In the divided, reactionary times in which we live, The Hunt treads on some dangerous ground in taking aim at cancel culture.
But where The Hunt elevates itself from other other horror-comedies is in the handling of its commentary. In the divided, reactionary times in which we live, The Hunt treads on some dangerous ground in taking aim at cancel culture. Nevertheless, similar to the best satires, Cuse and Lindelof’s screenplay nails everything wrong with our ‘trial by media’ obsessed culture and ‘us versus them’ politics. And while the jokes and snarky references mostly hit their marks, it’s the wider commentary that resonates. The Hunt is inherently about at the dangers of the viral immediacy of our social media take-downs in the absence of fact-checking.
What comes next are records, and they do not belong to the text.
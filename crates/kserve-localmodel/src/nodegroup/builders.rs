//! Objects derived from a LocalModelNodeGroup
//!
//! Each node group gets one PersistentVolume, one PersistentVolumeClaim bound
//! to it and one agent DaemonSet mounting the claim. All three are named
//! `<nodegroup>-agent` and carry a controller reference to the group.

use std::collections::BTreeMap;

use k8s_openapi::api::apps::v1::{DaemonSet, DaemonSetSpec};
use k8s_openapi::api::core::v1::{
    Affinity, Capabilities, Container, EnvVar, EnvVarSource, NodeAffinity, NodeSelector,
    ObjectFieldSelector, PersistentVolume, PersistentVolumeClaim,
    PersistentVolumeClaimVolumeSource, PodSecurityContext, PodSpec, PodTemplateSpec,
    ResourceRequirements, SecurityContext, Volume, VolumeMount,
};
use k8s_openapi::apimachinery::pkg::api::resource::Quantity;
use k8s_openapi::apimachinery::pkg::apis::meta::v1::{LabelSelector, ObjectMeta};
use kube::ResourceExt;

use kserve_common::config::LocalModelConfig;
use kserve_common::crd::LocalModelNodeGroup;
use kserve_common::kube_utils::owned_meta;
use kserve_common::DEFAULT_MODEL_LOCAL_MOUNT_PATH;

/// Suffix of every object derived from a node group
pub const AGENT_SUFFIX: &str = "-agent";
/// ServiceAccount installed with KServe for the node agent
pub const AGENT_SERVICE_ACCOUNT: &str = "kserve-localmodelnode-agent";
/// Agent container name
pub const AGENT_CONTAINER: &str = "manager";

const MODELS_VOLUME: &str = "models";
const AGENT_GRACE_PERIOD_SECONDS: i64 = 10;

const APP_NAME_LABEL: &str = "app.kubernetes.io/name";
const APP_INSTANCE_LABEL: &str = "app.kubernetes.io/instance";
const APP_MANAGED_BY_LABEL: &str = "app.kubernetes.io/managed-by";
const APP_COMPONENT_LABEL: &str = "app.kubernetes.io/component";
const MANAGED_BY: &str = "kserve-localmodelnodegroup";

const PV_COMPONENT: &str = "localmodelnode-agent-pv";
const PVC_COMPONENT: &str = "localmodelnode-agent-pvc";
const DAEMONSET_COMPONENT: &str = "localmodelnode-agent";

/// `<nodegroup>-agent`
pub fn agent_name(node_group: &str) -> String {
    format!("{node_group}{AGENT_SUFFIX}")
}

fn agent_labels(node_group: &str, component: &str) -> BTreeMap<String, String> {
    BTreeMap::from([
        (APP_NAME_LABEL.to_string(), agent_name(node_group)),
        (APP_INSTANCE_LABEL.to_string(), node_group.to_string()),
        (APP_MANAGED_BY_LABEL.to_string(), MANAGED_BY.to_string()),
        (APP_COMPONENT_LABEL.to_string(), component.to_string()),
    ])
}

/// PersistentVolume backing the group's model storage
pub fn build_persistent_volume(group: &LocalModelNodeGroup) -> PersistentVolume {
    let name = group.name_any();
    PersistentVolume {
        metadata: owned_meta(group, agent_name(&name), None, agent_labels(&name, PV_COMPONENT)),
        spec: Some(group.spec.persistent_volume_spec.clone()),
        ..Default::default()
    }
}

/// PersistentVolumeClaim in `namespace` bound to `pv_name`
pub fn build_persistent_volume_claim(
    group: &LocalModelNodeGroup,
    namespace: &str,
    pv_name: &str,
) -> PersistentVolumeClaim {
    let name = group.name_any();
    let mut spec = group.spec.persistent_volume_claim_spec.clone();
    spec.volume_name = Some(pv_name.to_string());

    PersistentVolumeClaim {
        metadata: owned_meta(
            group,
            agent_name(&name),
            Some(namespace.to_string()),
            agent_labels(&name, PVC_COMPONENT),
        ),
        spec: Some(spec),
        ..Default::default()
    }
}

fn field_env(name: &str, field_path: &str) -> EnvVar {
    EnvVar {
        name: name.to_string(),
        value_from: Some(EnvVarSource {
            field_ref: Some(ObjectFieldSelector {
                field_path: field_path.to_string(),
                ..Default::default()
            }),
            ..Default::default()
        }),
        ..Default::default()
    }
}

fn agent_resources(config: &LocalModelConfig) -> ResourceRequirements {
    let list = |cpu: &str, memory: &str| {
        BTreeMap::from([
            ("cpu".to_string(), Quantity(cpu.to_string())),
            ("memory".to_string(), Quantity(memory.to_string())),
        ])
    };
    ResourceRequirements {
        requests: Some(list(
            &config.local_model_agent_cpu_request,
            &config.local_model_agent_memory_request,
        )),
        limits: Some(list(
            &config.local_model_agent_cpu_limit,
            &config.local_model_agent_memory_limit,
        )),
        ..Default::default()
    }
}

/// Restrict agent pods to the nodes the PersistentVolume is reachable from
fn agent_affinity(group: &LocalModelNodeGroup) -> Option<Affinity> {
    let required = group
        .spec
        .persistent_volume_spec
        .node_affinity
        .as_ref()
        .and_then(|a| a.required.as_ref())?;

    Some(Affinity {
        node_affinity: Some(NodeAffinity {
            required_during_scheduling_ignored_during_execution: Some(NodeSelector {
                node_selector_terms: required.node_selector_terms.clone(),
            }),
            ..Default::default()
        }),
        ..Default::default()
    })
}

/// Agent DaemonSet in `namespace` mounting `pvc_name`
pub fn build_agent_daemon_set(
    group: &LocalModelNodeGroup,
    config: &LocalModelConfig,
    namespace: &str,
    pvc_name: &str,
) -> DaemonSet {
    let name = group.name_any();
    let labels = agent_labels(&name, DAEMONSET_COMPONENT);

    let container = Container {
        name: AGENT_CONTAINER.to_string(),
        image: Some(config.local_model_agent_image.clone()),
        image_pull_policy: Some(config.local_model_agent_image_pull_policy.clone()),
        env: Some(vec![
            field_env("POD_NAMESPACE", "metadata.namespace"),
            field_env("NODE_NAME", "spec.nodeName"),
        ]),
        security_context: Some(SecurityContext {
            privileged: Some(false),
            capabilities: Some(Capabilities {
                drop: Some(vec!["ALL".to_string()]),
                ..Default::default()
            }),
            allow_privilege_escalation: Some(false),
            run_as_non_root: Some(true),
            read_only_root_filesystem: Some(true),
            ..Default::default()
        }),
        resources: Some(agent_resources(config)),
        volume_mounts: Some(vec![VolumeMount {
            name: MODELS_VOLUME.to_string(),
            mount_path: DEFAULT_MODEL_LOCAL_MOUNT_PATH.to_string(),
            read_only: Some(false),
            ..Default::default()
        }]),
        ..Default::default()
    };

    let pod = PodSpec {
        containers: vec![container],
        affinity: agent_affinity(group),
        service_account_name: Some(AGENT_SERVICE_ACCOUNT.to_string()),
        security_context: Some(PodSecurityContext {
            run_as_non_root: Some(true),
            ..Default::default()
        }),
        termination_grace_period_seconds: Some(AGENT_GRACE_PERIOD_SECONDS),
        volumes: Some(vec![Volume {
            name: MODELS_VOLUME.to_string(),
            persistent_volume_claim: Some(PersistentVolumeClaimVolumeSource {
                claim_name: pvc_name.to_string(),
                read_only: Some(false),
            }),
            ..Default::default()
        }]),
        ..Default::default()
    };

    DaemonSet {
        metadata: owned_meta(
            group,
            agent_name(&name),
            Some(namespace.to_string()),
            labels.clone(),
        ),
        spec: Some(DaemonSetSpec {
            selector: LabelSelector {
                match_labels: Some(labels.clone()),
                ..Default::default()
            },
            template: PodTemplateSpec {
                metadata: Some(ObjectMeta {
                    labels: Some(labels),
                    annotations: Some(BTreeMap::from([(
                        "kubectl.kubernetes.io/default-container".to_string(),
                        AGENT_CONTAINER.to_string(),
                    )])),
                    ..Default::default()
                }),
                spec: Some(pod),
            },
            ..Default::default()
        }),
        ..Default::default()
    }
}

/// Whether `existing` already matches `desired` on spec, labels and annotations
pub fn semantic_equals(desired: &DaemonSet, existing: &DaemonSet) -> bool {
    desired.spec == existing.spec
        && desired.metadata.labels == existing.metadata.labels
        && desired.metadata.annotations == existing.metadata.annotations
}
One of the movie’s final references to George Orwell’s ‘Snowball’ in Animal Farm
Betty Gilpin Makes the Case for Stardom
A lot of familiar faces turn up in The Hunt. Just don’t expect many of them to stick around for very long. And it doesn’t really matter. Betty Gilpin and Hilary Swank own this movie. Though she doesn’t have much screentime, Swank is every bit as good as we’ve come to expect from her. She’s a powerhouse performer who can turn the switch from glib to icy to enraged at a moment’s notice. It helps that Swank looks like she’s having an absolute blast with the role. But Betty Gilpin (GLOW) makes a strong case to Hollywood casting agents that she’s the next big star. She’s an absolute powerhouse in the movie, putting herself alongside actresses like Toni Collette, Samara Weaving, and Lupita Nyong’o.
The Hunt Was Worth The Wait For Audiences
It was a long and winding road for The Hunt to find its way to audiences, but it was worth the wait. Whether it’s the hilariously over-the-top, shocking violence, the snarky humour, or the on-target satire of ‘cancel culture’, The Hunt delivers a clever mix of horror, comedy, and action. Tight pacing and strong performances from Gilpin and Swank are icing on the cake. As we hunker down for what could be a long stretch of self-isolating, The Hunt is a future cult-classic worth streaming.